▶ _What to work on_:
Transcribe the data. Leave out nothing.

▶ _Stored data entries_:
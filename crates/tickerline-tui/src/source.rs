//! Source content for a marquee: the styled lines to repeat and the display
//! mode recorded before the effect takes ownership.

use ratatui::text::{Line, Text};
use unicode_width::UnicodeWidthStr;

/// How the source flowed before it became marquee content. Decides whether
/// the viewport hugs the content or spans the full available width.
#[derive(Debug, Clone, Copy, PartialEq, Eq, Default)]
pub enum SourceDisplay {
    /// Viewport sized to the content's own cell width.
    #[default]
    Inline,
    /// Viewport spans the full available width.
    Block,
}

/// The content a marquee repeats.
#[derive(Debug, Clone)]
pub struct Source {
    lines: Vec<Line<'static>>,
    display: SourceDisplay,
}

impl Source {
    pub fn new(text: impl Into<Text<'static>>, display: SourceDisplay) -> Self {
        Self {
            lines: text.into().lines,
            display,
        }
    }

    /// Inline source: the marquee viewport hugs the content width.
    pub fn inline(text: impl Into<Text<'static>>) -> Self {
        Self::new(text, SourceDisplay::Inline)
    }

    /// Block source: the marquee viewport takes the full available width.
    pub fn block(text: impl Into<Text<'static>>) -> Self {
        Self::new(text, SourceDisplay::Block)
    }

    pub fn lines(&self) -> &[Line<'static>] {
        &self.lines
    }

    #[inline]
    pub fn display(&self) -> SourceDisplay {
        self.display
    }

    /// A source with no lines has nothing to repeat.
    pub fn is_empty(&self) -> bool {
        self.lines.is_empty()
    }

    /// Widest line of the source in cells (unicode display width).
    pub fn cell_width(&self) -> u16 {
        self.lines
            .iter()
            .map(|line| {
                line.spans
                    .iter()
                    .map(|span| span.content.width())
                    .sum::<usize>() as u16
            })
            .max()
            .unwrap_or(0)
    }

    /// Height of the source in rows.
    pub fn cell_height(&self) -> u16 {
        self.lines.len() as u16
    }
}

#[cfg(test)]
mod tests {
    use super::*;

    #[test]
    fn test_measures_widest_line() {
        let source = Source::inline("ab\nlonger line\nc");
        assert_eq!(source.cell_width(), 11);
        assert_eq!(source.cell_height(), 3);
    }

    #[test]
    fn test_wide_characters_count_double() {
        let source = Source::inline("日本語");
        assert_eq!(source.cell_width(), 6);
    }

    #[test]
    fn test_empty_source() {
        let source = Source::inline(Text::default());
        assert!(source.is_empty());
        assert_eq!(source.cell_width(), 0);
        assert_eq!(source.cell_height(), 0);
    }

    #[test]
    fn test_display_mode_recorded() {
        assert_eq!(Source::inline("x").display(), SourceDisplay::Inline);
        assert_eq!(Source::block("x").display(), SourceDisplay::Block);
    }
}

▶ _Written response_:
filename crates/tickerline-tui/src/source.rs
//! Source content for a marquee: the styled lines to repeat and the display
//! mode recorded before the effect takes ownership.

use ratatui::text::{Line, Text};
use unicode_width::UnicodeWidthStr;

/// How the source flowed before it became marquee content. Decides whether
/// the viewport hugs the content or spans the full available width.
#[derive(Debug, Clone, Copy, PartialEq, Eq, Default)]
pub enum SourceDisplay {
    /// Viewport sized to the content's own cell width.
    #[default]
    Inline,
    /// Viewport spans the full available width.
    Block,
}

/// The content a marquee repeats.
#[derive(Debug, Clone)]
pub struct Source {
    lines: Vec<Line<'static>>,
    display: SourceDisplay,
}

impl Source {
    pub fn new(text: impl Into<Text<'static>>, display: SourceDisplay) -> Self {
        Self {
            lines: text.into().lines,
            display,
        }
    }

    /// Inline source: the marquee viewport hugs the content width.
    pub fn inline(text: impl Into<Text<'static>>) -> Self {
        Self::new(text, SourceDisplay::Inline)
    }

    /// Block source: the marquee viewport takes the full available width.
    pub fn block(text: impl Into<Text<'static>>) -> Self {
        Self::new(text, SourceDisplay::Block)
    }

    pub fn lines(&self) -> &[Line<'static>] {
        &self.lines
    }

    #[inline]
    pub fn display(&self) -> SourceDisplay {
        self.display
    }

    /// A source with no lines has nothing to repeat.
    pub fn is_empty(&self) -> bool {
        self.lines.is_empty()
    }

    /// Widest line of the source in cells (unicode display width).
    pub fn cell_width(&self) -> u16 {
        self.lines
            .iter()
            .map(|line| {
                line.spans
                    .iter()
                    .map(|span| span.content.width())
                    .sum::<usize>() as u16
            })
            .max()
            .unwrap_or(0)
    }

    /// Height of the source in rows.
    pub fn cell_height(&self) -> u16 {
        self.lines.len() as u16
    }
}

#[cfg(test)]
mod tests {
    use super::*;

    #[test]
    fn test_measures_widest_line() {
        let source = Source::inline("ab\nlonger line\nc");
        assert_eq!(source.cell_width(), 11);
        assert_eq!(source.cell_height(), 3);
    }

    #[test]
    fn test_wide_characters_count_double() {
        let source = Source::inline("日本語");
        assert_eq!(source.cell_width(), 6);
    }

    #[test]
    fn test_empty_source() {
        let source = Source::inline(Text::default());
        assert!(source.is_empty());
        assert_eq!(source.cell_width(), 0);
        assert_eq!(source.cell_height(), 0);
    }

    #[test]
    fn test_display_mode_recorded() {
        assert_eq!(Source::inline("x").display(), SourceDisplay::Inline);
        assert_eq!(Source::block("x").display(), SourceDisplay::Block);
    }
}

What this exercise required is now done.